What to do: Which lines of the entries contain the word "failed"? Please list them.

Provided data START

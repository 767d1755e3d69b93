// SPDX-License-Identifier: AGPL-3.0-or-later
//
// Copyright (C) 2026 Relational Network

//! # Runtime Configuration
//!
//! This module defines environment variable names, default values and the
//! immutable [`HubAuthConfig`] built from them once at startup. Every
//! component receives the config explicitly; nothing reads the environment
//! after [`HubAuthConfig::from_env`] returns.
//!
//! ## Environment Variables
//!
//! | Variable | Description | Default |
//! |----------|-------------|---------|
//! | `HOST` | Server bind address | `127.0.0.1` |
//! | `PORT` | Server bind port | `5000` |
//! | `HUBAUTH_GRADERS` | Comma-separated grader user names | empty |
//! | `HUBAUTH_HUB_ADDRESS` | Hub address | `HOST` |
//! | `HUBAUTH_HUB_PORT` | Hub port | `8000` |
//! | `HUBAUTH_HUB_BASE_URL` | Public hub URL | `http://{hub address}:{hub port}` |
//! | `HUBAUTH_HUBAPI_ADDRESS` | Hub API address | `HOST` |
//! | `HUBAUTH_HUBAPI_PORT` | Hub API port | `8081` |
//! | `HUBAUTH_PROXY_ADDRESS` | Proxy API address | `HOST` |
//! | `HUBAUTH_PROXY_PORT` | Proxy API port | `8001` |
//! | `HUBAUTH_HUBAPI_COOKIE` | Hub session cookie name | `jupyter-hub-token` |
//! | `HUBAUTH_HUBAPI_TOKEN` | Hub API token | `JPY_API_TOKEN` |
//! | `HUBAUTH_GENERATE_HUBAPI_TOKEN` | Derive the token with `jupyterhub token` | `false` |
//! | `HUBAUTH_HUB_DB` | Hub database (for token generation) | Required if generating |
//! | `HUBAUTH_HUBAPI_TOKEN_USER` | User to generate the token for | Optional |
//! | `HUBAUTH_PROXY_TOKEN` | Proxy API token | `CONFIGPROXY_AUTH_TOKEN` |
//! | `COURSE_ID` | Course identifier | `default_course` |
//! | `HUBAUTH_REMAP_URL` | Public path prefix behind the proxy | `/hub/nbgrader/{COURSE_ID}` |
//! | `HUBAUTH_NOTEBOOK_URL_PREFIX` | Notebook path under the user's server | Optional |
//! | `HUBAUTH_NOTEBOOK_SERVER_USER` | User hosting the autograded notebooks | Optional |
//! | `HUBAUTH_CONNECT_IP` | Address the proxy should connect to | `HOST` |
//! | `HUBAUTH_HTTP_TIMEOUT_SECS` | Outbound request timeout | `10` |
//! | `LOG_FORMAT` | Logging format (`json` or `pretty`) | `pretty` |
//! | `RUST_LOG` | Log level filter | `info,tower_http=debug` |

use std::process::Command;
use std::time::Duration;

use url::Url;

use crate::auth::GraderAllowList;

pub const HOST_ENV: &str = "HOST";
pub const PORT_ENV: &str = "PORT";
pub const GRADERS_ENV: &str = "HUBAUTH_GRADERS";
pub const HUB_ADDRESS_ENV: &str = "HUBAUTH_HUB_ADDRESS";
pub const HUB_PORT_ENV: &str = "HUBAUTH_HUB_PORT";
pub const HUB_BASE_URL_ENV: &str = "HUBAUTH_HUB_BASE_URL";
pub const HUBAPI_ADDRESS_ENV: &str = "HUBAUTH_HUBAPI_ADDRESS";
pub const HUBAPI_PORT_ENV: &str = "HUBAUTH_HUBAPI_PORT";
pub const PROXY_ADDRESS_ENV: &str = "HUBAUTH_PROXY_ADDRESS";
pub const PROXY_PORT_ENV: &str = "HUBAUTH_PROXY_PORT";
pub const HUBAPI_COOKIE_ENV: &str = "HUBAUTH_HUBAPI_COOKIE";
pub const HUBAPI_TOKEN_ENV: &str = "HUBAUTH_HUBAPI_TOKEN";
pub const GENERATE_HUBAPI_TOKEN_ENV: &str = "HUBAUTH_GENERATE_HUBAPI_TOKEN";
pub const HUB_DB_ENV: &str = "HUBAUTH_HUB_DB";
pub const HUBAPI_TOKEN_USER_ENV: &str = "HUBAUTH_HUBAPI_TOKEN_USER";
pub const PROXY_TOKEN_ENV: &str = "HUBAUTH_PROXY_TOKEN";
pub const COURSE_ID_ENV: &str = "COURSE_ID";
pub const REMAP_URL_ENV: &str = "HUBAUTH_REMAP_URL";
pub const NOTEBOOK_URL_PREFIX_ENV: &str = "HUBAUTH_NOTEBOOK_URL_PREFIX";
pub const NOTEBOOK_SERVER_USER_ENV: &str = "HUBAUTH_NOTEBOOK_SERVER_USER";
pub const CONNECT_IP_ENV: &str = "HUBAUTH_CONNECT_IP";
pub const HTTP_TIMEOUT_ENV: &str = "HUBAUTH_HTTP_TIMEOUT_SECS";

/// Token the hub hands to services it launches.
pub const JPY_API_TOKEN_ENV: &str = "JPY_API_TOKEN";
/// Token shared between the hub and the configurable HTTP proxy.
pub const CONFIGPROXY_AUTH_TOKEN_ENV: &str = "CONFIGPROXY_AUTH_TOKEN";

pub const LOG_FORMAT_ENV: &str = "LOG_FORMAT";
pub const DEFAULT_LOG_FILTER: &str = "info,tower_http=debug";

const DEFAULT_HOST: &str = "127.0.0.1";
const DEFAULT_PORT: u16 = 5000;
const DEFAULT_HUB_PORT: u16 = 8000;
const DEFAULT_HUBAPI_PORT: u16 = 8081;
const DEFAULT_PROXY_PORT: u16 = 8001;
const DEFAULT_COURSE_ID: &str = "default_course";
const DEFAULT_HTTP_TIMEOUT_SECS: u64 = 10;

/// Default name of the JupyterHub session cookie.
pub const DEFAULT_HUBAPI_COOKIE: &str = "jupyter-hub-token";

#[derive(Debug, thiserror::Error)]
pub enum ConfigError {
    #[error("invalid value for {name}: {value:?} ({reason})")]
    InvalidValue {
        name: &'static str,
        value: String,
        reason: String,
    },

    #[error("remap path must start with '/' and name a sub-path: {0:?}")]
    InvalidRemapPath(String),

    #[error("HUBAUTH_HUB_DB is required when HUBAUTH_GENERATE_HUBAPI_TOKEN is enabled")]
    MissingHubDb,

    #[error("failed to generate hub API token: {0}")]
    TokenGeneration(String),
}

/// Immutable service configuration.
///
/// Base URLs never carry a trailing slash; the remap path always starts with
/// one and never ends with one.
#[derive(Clone)]
pub struct HubAuthConfig {
    /// Address this service listens on
    pub bind_host: String,
    /// Port this service listens on
    pub bind_port: u16,
    /// Address the proxy should use to reach this service, when it differs
    /// from the bind address (containers, NAT)
    pub connect_ip: Option<String>,
    /// Hub users allowed to grade
    pub graders: GraderAllowList,
    /// Public hub URL, used for login redirects and notebook links
    pub hub_base_url: String,
    /// Hub REST API base URL
    pub hubapi_base_url: String,
    /// Configurable HTTP proxy API base URL
    pub proxy_base_url: String,
    /// Name of the hub session cookie
    pub hubapi_cookie: String,
    /// Token for the hub API
    pub hubapi_token: String,
    /// Token for the proxy API
    pub proxy_token: String,
    /// Public path prefix for this service
    pub remap_url: String,
    /// Notebook directory relative to the user's server root
    pub notebook_url_prefix: Option<String>,
    /// User whose notebook server hosts the autograded notebooks
    pub notebook_server_user: Option<String>,
    /// Timeout applied to every outbound request
    pub http_timeout: Duration,
}

impl HubAuthConfig {
    /// Load configuration from the process environment.
    pub fn from_env() -> Result<Self, ConfigError> {
        Self::from_lookup(|name| std::env::var(name).ok())
    }

    /// Load configuration through an arbitrary variable lookup.
    ///
    /// Empty values are treated as unset, except for tokens where an empty
    /// string is passed through to the hub unchanged.
    pub fn from_lookup<F>(lookup: F) -> Result<Self, ConfigError>
    where
        F: Fn(&str) -> Option<String>,
    {
        let get = |name: &str| lookup(name).filter(|v| !v.trim().is_empty());

        let bind_host = get(HOST_ENV).unwrap_or_else(|| DEFAULT_HOST.to_string());
        let bind_port = parse_port(PORT_ENV, get(PORT_ENV), DEFAULT_PORT)?;

        let hub_address = get(HUB_ADDRESS_ENV).unwrap_or_else(|| bind_host.clone());
        let hub_port = parse_port(HUB_PORT_ENV, get(HUB_PORT_ENV), DEFAULT_HUB_PORT)?;
        let hub_base_url = match get(HUB_BASE_URL_ENV) {
            Some(raw) => normalize_base_url(HUB_BASE_URL_ENV, &raw)?,
            None => format!("http://{hub_address}:{hub_port}"),
        };

        let hubapi_address = get(HUBAPI_ADDRESS_ENV).unwrap_or_else(|| bind_host.clone());
        let hubapi_port = parse_port(HUBAPI_PORT_ENV, get(HUBAPI_PORT_ENV), DEFAULT_HUBAPI_PORT)?;
        let proxy_address = get(PROXY_ADDRESS_ENV).unwrap_or_else(|| bind_host.clone());
        let proxy_port = parse_port(PROXY_PORT_ENV, get(PROXY_PORT_ENV), DEFAULT_PROXY_PORT)?;

        let hubapi_token = if parse_bool(
            GENERATE_HUBAPI_TOKEN_ENV,
            get(GENERATE_HUBAPI_TOKEN_ENV),
        )? {
            let hub_db = get(HUB_DB_ENV).ok_or(ConfigError::MissingHubDb)?;
            generate_hubapi_token(&hub_db, get(HUBAPI_TOKEN_USER_ENV).as_deref())?
        } else {
            lookup(HUBAPI_TOKEN_ENV)
                .or_else(|| lookup(JPY_API_TOKEN_ENV))
                .unwrap_or_default()
        };
        let proxy_token = lookup(PROXY_TOKEN_ENV)
            .or_else(|| lookup(CONFIGPROXY_AUTH_TOKEN_ENV))
            .unwrap_or_default();

        let course_id = get(COURSE_ID_ENV).unwrap_or_else(|| DEFAULT_COURSE_ID.to_string());
        let remap_url = normalize_remap_url(
            &get(REMAP_URL_ENV).unwrap_or_else(|| format!("/hub/nbgrader/{course_id}")),
        )?;

        let notebook_url_prefix = get(NOTEBOOK_URL_PREFIX_ENV)
            .map(|p| p.trim_matches('/').to_string())
            .filter(|p| !p.is_empty());

        let timeout_secs = match get(HTTP_TIMEOUT_ENV) {
            Some(raw) => match raw.trim().parse::<u64>() {
                Ok(0) => {
                    return Err(ConfigError::InvalidValue {
                        name: HTTP_TIMEOUT_ENV,
                        value: raw,
                        reason: "timeout must be at least one second".to_string(),
                    })
                }
                Ok(secs) => secs,
                Err(e) => {
                    return Err(ConfigError::InvalidValue {
                        name: HTTP_TIMEOUT_ENV,
                        value: raw,
                        reason: e.to_string(),
                    })
                }
            },
            None => DEFAULT_HTTP_TIMEOUT_SECS,
        };

        Ok(Self {
            bind_host,
            bind_port,
            connect_ip: get(CONNECT_IP_ENV),
            graders: GraderAllowList::parse(&get(GRADERS_ENV).unwrap_or_default()),
            hub_base_url,
            hubapi_base_url: format!("http://{hubapi_address}:{hubapi_port}"),
            proxy_base_url: format!("http://{proxy_address}:{proxy_port}"),
            hubapi_cookie: get(HUBAPI_COOKIE_ENV)
                .unwrap_or_else(|| DEFAULT_HUBAPI_COOKIE.to_string()),
            hubapi_token,
            proxy_token,
            remap_url,
            notebook_url_prefix,
            notebook_server_user: get(NOTEBOOK_SERVER_USER_ENV),
            http_timeout: Duration::from_secs(timeout_secs),
        })
    }

    /// `host:port` this service binds to.
    pub fn bind_addr(&self) -> String {
        format!("{}:{}", self.bind_host, self.bind_port)
    }

    /// URL the proxy forwards the remap path to.
    pub fn proxy_target(&self) -> String {
        let ip = self.connect_ip.as_deref().unwrap_or(&self.bind_host);
        format!("http://{ip}:{}", self.bind_port)
    }

    /// Public URL of this service as seen through the hub.
    pub fn base_url(&self) -> String {
        format!("{}{}", self.hub_base_url, self.remap_url)
    }

    /// Hub login page that sends the user back to the remap path afterwards.
    pub fn login_url(&self) -> String {
        format!(
            "{}/hub/login?next={}",
            self.hub_base_url,
            urlencoding::encode(&self.remap_url)
        )
    }
}

impl std::fmt::Debug for HubAuthConfig {
    fn fmt(&self, f: &mut std::fmt::Formatter<'_>) -> std::fmt::Result {
        f.debug_struct("HubAuthConfig")
            .field("bind_host", &self.bind_host)
            .field("bind_port", &self.bind_port)
            .field("connect_ip", &self.connect_ip)
            .field("graders", &self.graders.sorted())
            .field("hub_base_url", &self.hub_base_url)
            .field("hubapi_base_url", &self.hubapi_base_url)
            .field("proxy_base_url", &self.proxy_base_url)
            .field("hubapi_cookie", &self.hubapi_cookie)
            .field("hubapi_token", &redacted(&self.hubapi_token))
            .field("proxy_token", &redacted(&self.proxy_token))
            .field("remap_url", &self.remap_url)
            .field("notebook_url_prefix", &self.notebook_url_prefix)
            .field("notebook_server_user", &self.notebook_server_user)
            .field("http_timeout", &self.http_timeout)
            .finish()
    }
}

fn redacted(token: &str) -> &'static str {
    if token.is_empty() {
        "<unset>"
    } else {
        "<redacted>"
    }
}

fn parse_port(name: &'static str, raw: Option<String>, default: u16) -> Result<u16, ConfigError> {
    match raw {
        Some(raw) => raw.trim().parse().map_err(|e: std::num::ParseIntError| {
            ConfigError::InvalidValue {
                name,
                value: raw.clone(),
                reason: e.to_string(),
            }
        }),
        None => Ok(default),
    }
}

fn parse_bool(name: &'static str, raw: Option<String>) -> Result<bool, ConfigError> {
    let Some(raw) = raw else {
        return Ok(false);
    };
    match raw.trim().to_ascii_lowercase().as_str() {
        "1" | "true" | "yes" | "on" => Ok(true),
        "0" | "false" | "no" | "off" => Ok(false),
        _ => Err(ConfigError::InvalidValue {
            name,
            value: raw,
            reason: "expected a boolean".to_string(),
        }),
    }
}

fn normalize_base_url(name: &'static str, raw: &str) -> Result<String, ConfigError> {
    let trimmed = raw.trim().trim_end_matches('/');
    Url::parse(trimmed).map_err(|e| ConfigError::InvalidValue {
        name,
        value: raw.to_string(),
        reason: e.to_string(),
    })?;
    Ok(trimmed.to_string())
}

fn normalize_remap_url(raw: &str) -> Result<String, ConfigError> {
    let trimmed = raw.trim().trim_end_matches('/');
    if !trimmed.starts_with('/') || trimmed.is_empty() {
        return Err(ConfigError::InvalidRemapPath(raw.to_string()));
    }
    Ok(trimmed.to_string())
}

/// Ask the hub CLI for an API token (`jupyterhub token --db=<db> [user]`).
fn generate_hubapi_token(hub_db: &str, user: Option<&str>) -> Result<String, ConfigError> {
    let mut cmd = Command::new("jupyterhub");
    cmd.arg("token").arg(format!("--db={hub_db}"));
    if let Some(user) = user {
        cmd.arg(user);
    }

    let output = cmd
        .output()
        .map_err(|e| ConfigError::TokenGeneration(format!("failed to run jupyterhub: {e}")))?;
    if !output.status.success() {
        return Err(ConfigError::TokenGeneration(format!(
            "jupyterhub token exited with {}: {}",
            output.status,
            String::from_utf8_lossy(&output.stderr).trim()
        )));
    }

    let token = String::from_utf8(output.stdout)
        .map_err(|e| ConfigError::TokenGeneration(format!("token is not UTF-8: {e}")))?;
    Ok(token.trim().to_string())
}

Provided data END

Output for this task:
    #[error("failed to generate hub API token: {0}")]
        .map_err(|e| ConfigError::TokenGeneration(format!("failed to run jupyterhub: {e}")))?;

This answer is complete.